[Collected data]
###

//! One network's collect-then-detect pipeline.

use crate::{OpportunityDetector, PriceCollector, ScanError};
use scanner_core::{Chain, NetworkSpec, Opportunity, Registry};
use scanner_feeds::QuoteSource;
use std::sync::Arc;
use tracing::{debug, info, warn};

/// Result of scanning every pair on one network.
#[derive(Debug, Clone, Default)]
pub struct NetworkScan {
    pub quotes_collected: usize,
    pub opportunities: Vec<Opportunity>,
}

/// Collector and detector for a single network. Holds no state between
/// cycles besides configuration.
pub struct NetworkPipeline {
    collector: PriceCollector,
    detector: OpportunityDetector,
    registry: Arc<Registry>,
}

impl NetworkPipeline {
    pub fn new(collector: PriceCollector, detector: OpportunityDetector, registry: Arc<Registry>) -> Self {
        Self {
            collector,
            detector,
            registry,
        }
    }

    /// Build the pipeline for `spec` using `source` for quotes.
    pub fn for_network(
        spec: &NetworkSpec,
        registry: Arc<Registry>,
        source: Arc<dyn QuoteSource>,
        detector: OpportunityDetector,
    ) -> Self {
        let available = registry.pairs_on(spec.chain).len();
        if available == 0 {
            info!(network = %spec.chain, "No token pairs available on this network");
        } else {
            info!(
                network = %spec.chain,
                venues = spec.venues.len(),
                pairs = available,
                "Initialized network scanner"
            );
        }
        let collector = PriceCollector::new(spec.chain, spec.venues.clone(), source);
        Self::new(collector, detector, registry)
    }

    pub fn network(&self) -> Chain {
        self.collector.network()
    }

    /// Scan all configured pairs in order.
    ///
    /// A pair whose venues are all unreachable contributes nothing and the
    /// scan moves on. The network fails only when that happened to every
    /// pair available on it.
    pub async fn scan(&self) -> Result<NetworkScan, ScanError> {
        let network = self.network();
        let mut scan = NetworkScan::default();
        let mut attempted = 0usize;
        let mut unreachable: Option<ScanError> = None;
        let mut unreachable_pairs = 0usize;

        for configured in self.registry.pairs() {
            let Some(pair) = self.registry.resolve(network, configured) else {
                debug!(
                    network = %network,
                    pair = %configured.pair,
                    "Skipping pair: token not available on this network"
                );
                continue;
            };
            attempted += 1;

            let quotes = match self.collector.collect(&pair).await {
                Ok(quotes) => quotes,
                Err(e) => {
                    warn!(network = %network, pair = %pair.label, error = %e, "No venue reachable for pair");
                    unreachable_pairs += 1;
                    unreachable = Some(e);
                    continue;
                }
            };
            scan.quotes_collected += quotes.len();

            if let Some(opp) = self.detector.detect(network, pair.label.as_str(), &quotes) {
                info!(
                    network = %network,
                    pair = %opp.pair,
                    buy = %opp.buy.venue,
                    sell = %opp.sell.venue,
                    spread_pct = format!("{:.2}", opp.spread_pct),
                    "Opportunity"
                );
                scan.opportunities.push(opp);
            }
        }

        if attempted > 0 && unreachable_pairs == attempted {
            if let Some(e) = unreachable {
                return Err(e);
            }
        }

        if scan.opportunities.is_empty() {
            debug!(network = %network, "No arbitrage opportunities found");
        }
        Ok(scan)
    }
}
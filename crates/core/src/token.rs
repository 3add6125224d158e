//! Token and token pair definitions.

use crate::{Address, Chain};
use compact_str::CompactString;
use serde::{Deserialize, Serialize};
use std::collections::BTreeMap;
use std::fmt;

/// ERC-20 token with its deployments.
#[derive(Debug, Clone, PartialEq, Eq, Serialize, Deserialize)]
pub struct Token {
    /// Token symbol (e.g., "WETH", "USDC")
    pub symbol: CompactString,
    /// Decimal places (e.g., 18 for WETH, 6 for USDC)
    pub decimals: u8,
    /// Contract address per network. A token is unusable on networks it is missing from.
    #[serde(default)]
    pub addresses: BTreeMap<Chain, Address>,
}

impl Token {
    pub fn new(symbol: &str, decimals: u8) -> Self {
        Self {
            symbol: CompactString::new(symbol),
            decimals,
            addresses: BTreeMap::new(),
        }
    }

    /// Builder: add a deployment address.
    pub fn deployed_on(mut self, chain: Chain, address: Address) -> Self {
        self.addresses.insert(chain, address);
        self
    }

    #[inline]
    pub fn address_on(&self, chain: Chain) -> Option<Address> {
        self.addresses.get(&chain).copied()
    }
}

/// Base/quote pair sampled with a fixed probe amount of the base token.
#[derive(Debug, Clone, PartialEq, Eq, Serialize, Deserialize)]
pub struct TokenPair {
    pub base: CompactString,
    pub quote: CompactString,
    /// Decimal string so the on-chain integer can be derived exactly.
    pub amount: String,
}

impl TokenPair {
    pub fn new(base: &str, quote: &str, amount: &str) -> Self {
        Self {
            base: CompactString::new(base),
            quote: CompactString::new(quote),
            amount: amount.to_string(),
        }
    }

    /// "BASE/QUOTE"
    pub fn label(&self) -> CompactString {
        compact_str::format_compact!("{}/{}", self.base, self.quote)
    }
}

impl fmt::Display for TokenPair {
    fn fmt(&self, f: &mut fmt::Formatter<'_>) -> fmt::Result {
        write!(f, "{}/{}", self.base, self.quote)
    }
}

###

Work request: Your answer should consist solely of the lines above from the line with "self.addresses.insert(chain, address);" to the line with "pub fn label(&self)", both included, reproduced exactly.

Task solution:
        self.addresses.insert(chain, address);
        self
    }

    #[inline]
    pub fn address_on(&self, chain: Chain) -> Option<Address> {
        self.addresses.get(&chain).copied()
    }
}

/// Base/quote pair sampled with a fixed probe amount of the base token.
#[derive(Debug, Clone, PartialEq, Eq, Serialize, Deserialize)]
pub struct TokenPair {
    pub base: CompactString,
    pub quote: CompactString,
    /// Decimal string so the on-chain integer can be derived exactly.
    pub amount: String,
}

impl TokenPair {
    pub fn new(base: &str, quote: &str, amount: &str) -> Self {
        Self {
            base: CompactString::new(base),
            quote: CompactString::new(quote),
            amount: amount.to_string(),
        }
    }

    /// "BASE/QUOTE"
    pub fn label(&self) -> CompactString {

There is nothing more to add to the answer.